Ouvrir la porte à la science

Pour conclure, Hanna conseille de "chérir sa curiosité. Trouvez des moyens d'entretenir votre curiosité et partez de là au lieu de penser que c'est une obligation ou quelque chose que vous devez faire. Cultivez-la en vous sentant bien (corps et esprit). Nous ne pouvons nous permettre d'être curieux que lorsque nous ne sommes pas trop fatigués, anxieux ou stressés."

Pour aller plus loin :
  • “A dancer’s brain develops in a unique way”, un article de Dr. Hanna Poikonen (lien)
  • Le site de WiseMotion Community (lien)
  • Instagram (lien)
  • Twitter (lien)
  • Facebook (lien)
  • Vimeo (lien)
Notes :

[1] Comme le recommande le Dr Katta Spiel, j'utilise le terme "corps" au pluriel au lieu du singulier afin de mettre l'accent sur la diversité des corps plutôt que sur un corps idéal, qui n'existe pas. [Spiel 2021].

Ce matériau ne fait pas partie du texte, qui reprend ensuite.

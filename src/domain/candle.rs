use chrono::{DateTime, Utc};
use rust_decimal::Decimal;
use serde::{Deserialize, Serialize};

/// A timeframe tag a candle series was fetched at.
#[derive(Debug, Clone, Copy, PartialEq, Eq, Hash, Serialize, Deserialize)]
pub enum Granularity {
    M1,
    M5,
    M15,
    H1,
    H4,
    D1,
}

/// Immutable OHLCV bar. Equality is by (instrument, granularity, timestamp).
#[derive(Debug, Clone, Serialize, Deserialize)]
pub struct Candle {
    pub instrument: String,
    pub granularity: Granularity,
    pub timestamp: DateTime<Utc>,
    pub open: Decimal,
    pub high: Decimal,
    pub low: Decimal,
    pub close: Decimal,
    pub volume: Decimal,
}

impl PartialEq for Candle {
    fn eq(&self, other: &Self) -> bool {
        self.instrument == other.instrument
            && self.granularity == other.granularity
            && self.timestamp == other.timestamp
    }
}

impl Candle {
    pub fn body(&self) -> Decimal {
        (self.close - self.open).abs()
    }

    pub fn range(&self) -> Decimal {
        self.high - self.low
    }

    pub fn upper_shadow(&self) -> Decimal {
        self.high - self.open.max(self.close)
    }

    pub fn lower_shadow(&self) -> Decimal {
        self.open.min(self.close) - self.low
    }

    /// Whether this candle's high-low range intersects `level`.
    pub fn touches(&self, level: Decimal) -> bool {
        self.low <= level && level <= self.high
    }
}
use std::collections::HashSet;
use std::time::Duration;

use rust_decimal::Decimal;
use serde::{Deserialize, Serialize};

use crate::domain::errors::ConfigError;

/// `[start_hour, end_hour)` admission window in UTC, `0 <= start <= end <= 24`.
#[derive(Debug, Clone, Copy, Serialize, Deserialize)]
pub struct SessionWindow {
    pub start_hour: u32,
    pub end_hour: u32,
}

impl SessionWindow {
    pub fn all_day() -> Self {
        Self {
            start_hour: 0,
            end_hour: 24,
        }
    }
}

/// Immutable for the duration of a run except through `EngineManager::apply_settings`,
/// which takes effect on the next cycle boundary of the affected engine.
#[derive(Debug, Clone, Serialize, Deserialize)]
pub struct StreamConfig {
    pub name: String,
    pub instrument: String,
    pub strategy_id: String,
    pub granularities: Vec<crate::domain::candle::Granularity>,
    #[serde(with = "duration_secs")]
    pub poll_interval: Duration,
    pub risk_percent_per_trade: Decimal,
    pub max_concurrent_positions: u32,
    pub target_rr: Option<Decimal>,
    pub session: SessionWindow,
    pub enabled: bool,
}

mod duration_secs {
    use serde::{Deserialize, Deserializer, Serializer};
    use std::time::Duration;

    pub fn serialize<S: Serializer>(d: &Duration, s: S) -> Result<S::Ok, S::Error> {
        s.serialize_u64(d.as_secs())
    }

    pub fn deserialize<'de, D: Deserializer<'de>>(d: D) -> Result<Duration, D::Error> {
        Ok(Duration::from_secs(u64::deserialize(d)?))
    }
}

/// A validated collection of stream configurations, loaded from the
/// persisted JSON array described in the broker-external-interfaces section.
#[derive(Debug, Clone)]
pub struct StreamConfigSet {
    pub streams: Vec<StreamConfig>,
}

impl StreamConfigSet {
    pub fn load_from_str(
        json: &str,
        registered_strategy_ids: &HashSet<&str>,
    ) -> Result<Self, ConfigError> {
        let streams: Vec<StreamConfig> =
            serde_json::from_str(json).map_err(|e| ConfigError::Malformed(e.to_string()))?;
        Self::validate(streams, registered_strategy_ids)
    }

    fn validate(
        streams: Vec<StreamConfig>,
        registered_strategy_ids: &HashSet<&str>,
    ) -> Result<Self, ConfigError> {
        let mut seen = HashSet::new();
        for stream in &streams {
            if !seen.insert(stream.name.clone()) {
                return Err(ConfigError::DuplicateStreamName(stream.name.clone()));
            }
            if !registered_strategy_ids.contains(stream.strategy_id.as_str()) {
                return Err(ConfigError::UnknownStrategy {
                    stream: stream.name.clone(),
                    strategy_id: stream.strategy_id.clone(),
                });
            }
            if stream.session.start_hour > stream.session.end_hour || stream.session.end_hour > 24
            {
                return Err(ConfigError::InvalidSessionWindow(stream.name.clone()));
            }
        }
        Ok(Self { streams })
    }
}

[2] L'approche kantienne peut être un moyen utile d'y réfléchir : "Emmanuel Kant a soutenu dans sa Critique du jugement que dans un être organisé (tel qu'un organisme vivant), les parties existent pour et au moyen du tout, et le tout existe pour et au moyen des parties. Nous pouvons appeler cela un tout kantien." [Kauffman 2013]


Références :

Kauffman, S., 2013. What Is Life, and Can We Create It?. BioScience, 63(8), pp.609-610.

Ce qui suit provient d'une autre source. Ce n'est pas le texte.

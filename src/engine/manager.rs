//! Engine Manager: owns one `TradingEngine` per enabled stream and exposes
//! the fleet-level control surface the Status API drives.

use std::collections::HashMap;
use std::sync::Arc;

use tokio::sync::{mpsc, RwLock as AsyncRwLock};
use tokio::task::JoinHandle;
use tracing::error;

use crate::domain::ports::{BrokerClient, EquitySnapshotRepository, TradeRepository};
use crate::domain::stream_config::{StreamConfig, StreamConfigSet};
use crate::domain::trade::RunMode;
use crate::engine::trading_engine::{EngineCommand, InstrumentSpec, TradingEngine};
use crate::risk::DrawdownSupervisor;
use crate::status::{StatusProjection, StreamStatus};
use crate::strategies::StrategyFactory;

const COMMAND_CHANNEL_CAPACITY: usize = 16;

pub struct EngineManager {
    mode: RunMode,
    broker: Arc<dyn BrokerClient>,
    trade_repo: Arc<dyn TradeRepository>,
    equity_repo: Arc<dyn EquitySnapshotRepository>,
    drawdown: DrawdownSupervisor,
    status: Arc<StatusProjection>,
    cmd_txs: HashMap<String, mpsc::Sender<EngineCommand>>,
    configs: HashMap<String, Arc<AsyncRwLock<StreamConfig>>>,
    handles: HashMap<String, JoinHandle<()>>,
}

impl EngineManager {
    pub fn new(
        mode: RunMode,
        broker: Arc<dyn BrokerClient>,
        trade_repo: Arc<dyn TradeRepository>,
        equity_repo: Arc<dyn EquitySnapshotRepository>,
        drawdown: DrawdownSupervisor,
        status: Arc<StatusProjection>,
    ) -> Self {
        Self {
            mode,
            broker,
            trade_repo,
            equity_repo,
            drawdown,
            status,
            cmd_txs: HashMap::new(),
            configs: HashMap::new(),
            handles: HashMap::new(),
        }
    }

    /// Spawns one cooperative worker per enabled stream. A stream whose
    /// `strategy_id` has no registered factory entry is skipped and logged —
    /// boot-time validation of `StreamConfigSet` should have already caught
    /// this, so reaching it here is itself worth a loud log line.
    pub fn start_all(&mut self, streams: &StreamConfigSet, instrument_specs: &HashMap<String, InstrumentSpec>) {
        for stream in &streams.streams {
            if !stream.enabled {
                continue;
            }
            let Some(strategy) = StrategyFactory::create(&stream.strategy_id) else {
                error!(stream = %stream.name, strategy_id = %stream.strategy_id, "unregistered strategy id at spawn time");
                continue;
            };
            let instrument_spec = instrument_specs
                .get(&stream.instrument)
                .copied()
                .unwrap_or_else(InstrumentSpec::fx_default);

            let config = Arc::new(AsyncRwLock::new(stream.clone()));
            let (tx, rx) = mpsc::channel(COMMAND_CHANNEL_CAPACITY);

            let engine = TradingEngine::new(
                self.mode,
                config.clone(),
                instrument_spec,
                self.broker.clone(),
                strategy,
                self.trade_repo.clone(),
                self.equity_repo.clone(),
                self.drawdown.clone(),
                self.status.clone(),
                rx,
                stream.name.clone(),
            );
            let handle = tokio::spawn(engine.run());

            self.cmd_txs.insert(stream.name.clone(), tx);
            self.configs.insert(stream.name.clone(), config);
            self.handles.insert(stream.name.clone(), handle);
        }
    }

    pub async fn pause(&self, name: &str) -> bool {
        self.send(name, EngineCommand::Pause).await
    }

    pub async fn resume(&self, name: &str) -> bool {
        self.send(name, EngineCommand::Resume).await
    }

    pub async fn pause_all(&self) {
        self.broadcast(EngineCommand::Pause).await;
    }

    pub async fn resume_all(&self) {
        self.broadcast(EngineCommand::Resume).await;
    }

    /// Signals every worker's cancel channel, then waits for each to finish
    /// its in-flight cycle and transition to `Stopped`.
    pub async fn stop_all(&mut self) {
        self.broadcast(EngineCommand::Stop).await;
        self.join_all().await;
    }

    /// Like `stop_all`, but each worker additionally flattens the positions
    /// it opened this process lifetime before transitioning.
    pub async fn emergency_stop(&mut self) {
        self.broadcast(EngineCommand::EmergencyStop).await;
        self.join_all().await;
    }

    /// Replaces a stream's configuration snapshot. Takes effect at the
    /// affected engine's next cycle boundary; an in-flight cycle finishes
    /// under the configuration it started with.
    pub async fn apply_settings(&self, settings: StreamConfig) -> bool {
        match self.configs.get(&settings.name) {
            Some(config) => {
                *config.write().await = settings;
                true
            }
            None => false,
        }
    }

    pub async fn snapshot(&self) -> Vec<StreamStatus> {
        self.status.snapshot().await
    }

    async fn send(&self, name: &str, cmd: EngineCommand) -> bool {
        match self.cmd_txs.get(name) {
            Some(tx) => tx.send(cmd).await.is_ok(),
            None => false,
        }
    }

    async fn broadcast(&self, cmd: EngineCommand) {
        for tx in self.cmd_txs.values() {
            let _ = tx.send(cmd).await;
        }
    }

    async fn join_all(&mut self) {
        for (_, handle) in self.handles.drain() {
            let _ = handle.await;
        }
    }
}

#[cfg(test)]
mod tests {
    use super::*;
    use crate::domain::candle::Granularity;
    use crate::domain::stream_config::SessionWindow;
    use crate::testing::{InMemoryEquitySnapshotRepository, InMemoryTradeRepository, MockBroker};
    use rust_decimal_macros::dec;
    use std::time::Duration;

    fn one_stream(name: &str) -> StreamConfigSet {
        StreamConfigSet {
            streams: vec![StreamConfig {
                name: name.to_string(),
                instrument: "EUR_USD".to_string(),
                strategy_id: "sr_rejection".to_string(),
                granularities: vec![Granularity::D1, Granularity::H4],
                poll_interval: Duration::from_millis(20),
                risk_percent_per_trade: dec!(1),
                max_concurrent_positions: 1,
                target_rr: None,
                session: SessionWindow::all_day(),
                enabled: true,
            }],
        }
    }

    fn manager() -> EngineManager {
        EngineManager::new(
            RunMode::Paper,
            Arc::new(MockBroker::new(dec!(10000))),
            Arc::new(InMemoryTradeRepository::default()),
            Arc::new(InMemoryEquitySnapshotRepository::default()),
            DrawdownSupervisor::new(dec!(10000), dec!(10)),
            Arc::new(StatusProjection::new()),
        )
    }

    #[tokio::test]
    async fn start_all_spawns_a_worker_per_enabled_stream_and_it_reaches_polling() {
        let mut manager = manager();
        manager.start_all(&one_stream("eur_usd_swing"), &HashMap::new());

        tokio::time::sleep(Duration::from_millis(50)).await;
        let snapshot = manager.snapshot().await;
        assert_eq!(snapshot.len(), 1);
        assert_eq!(snapshot[0].stream_name, "eur_usd_swing");

        manager.stop_all().await;
    }

    #[tokio::test]
    async fn apply_settings_updates_an_unknown_stream_returns_false() {
        let manager = manager();
        let settings = one_stream("nonexistent").streams.remove(0);
        assert!(!manager.apply_settings(settings).await);
    }

    #[tokio::test]
    async fn pause_resume_round_trip_on_a_running_stream() {
        let mut manager = manager();
        manager.start_all(&one_stream("eur_usd_swing"), &HashMap::new());
        tokio::time::sleep(Duration::from_millis(20)).await;

        assert!(manager.pause("eur_usd_swing").await);
        assert!(manager.resume("eur_usd_swing").await);
        assert!(!manager.pause("missing_stream").await);

        manager.stop_all().await;
    }
}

Poikonen, H., 2018. Dance on Cortex: ERPs and phase synchrony in dancers and musicians during a contemporary dance piece.

Spiel, K., 2021, February. The Bodies of TEI–Investigating Norms and Assumptions in the Design of Embodied Interaction. In Proceedings of the Fifteenth International Conference on Tangible, Embedded, and Embodied Interaction (pp. 1-19).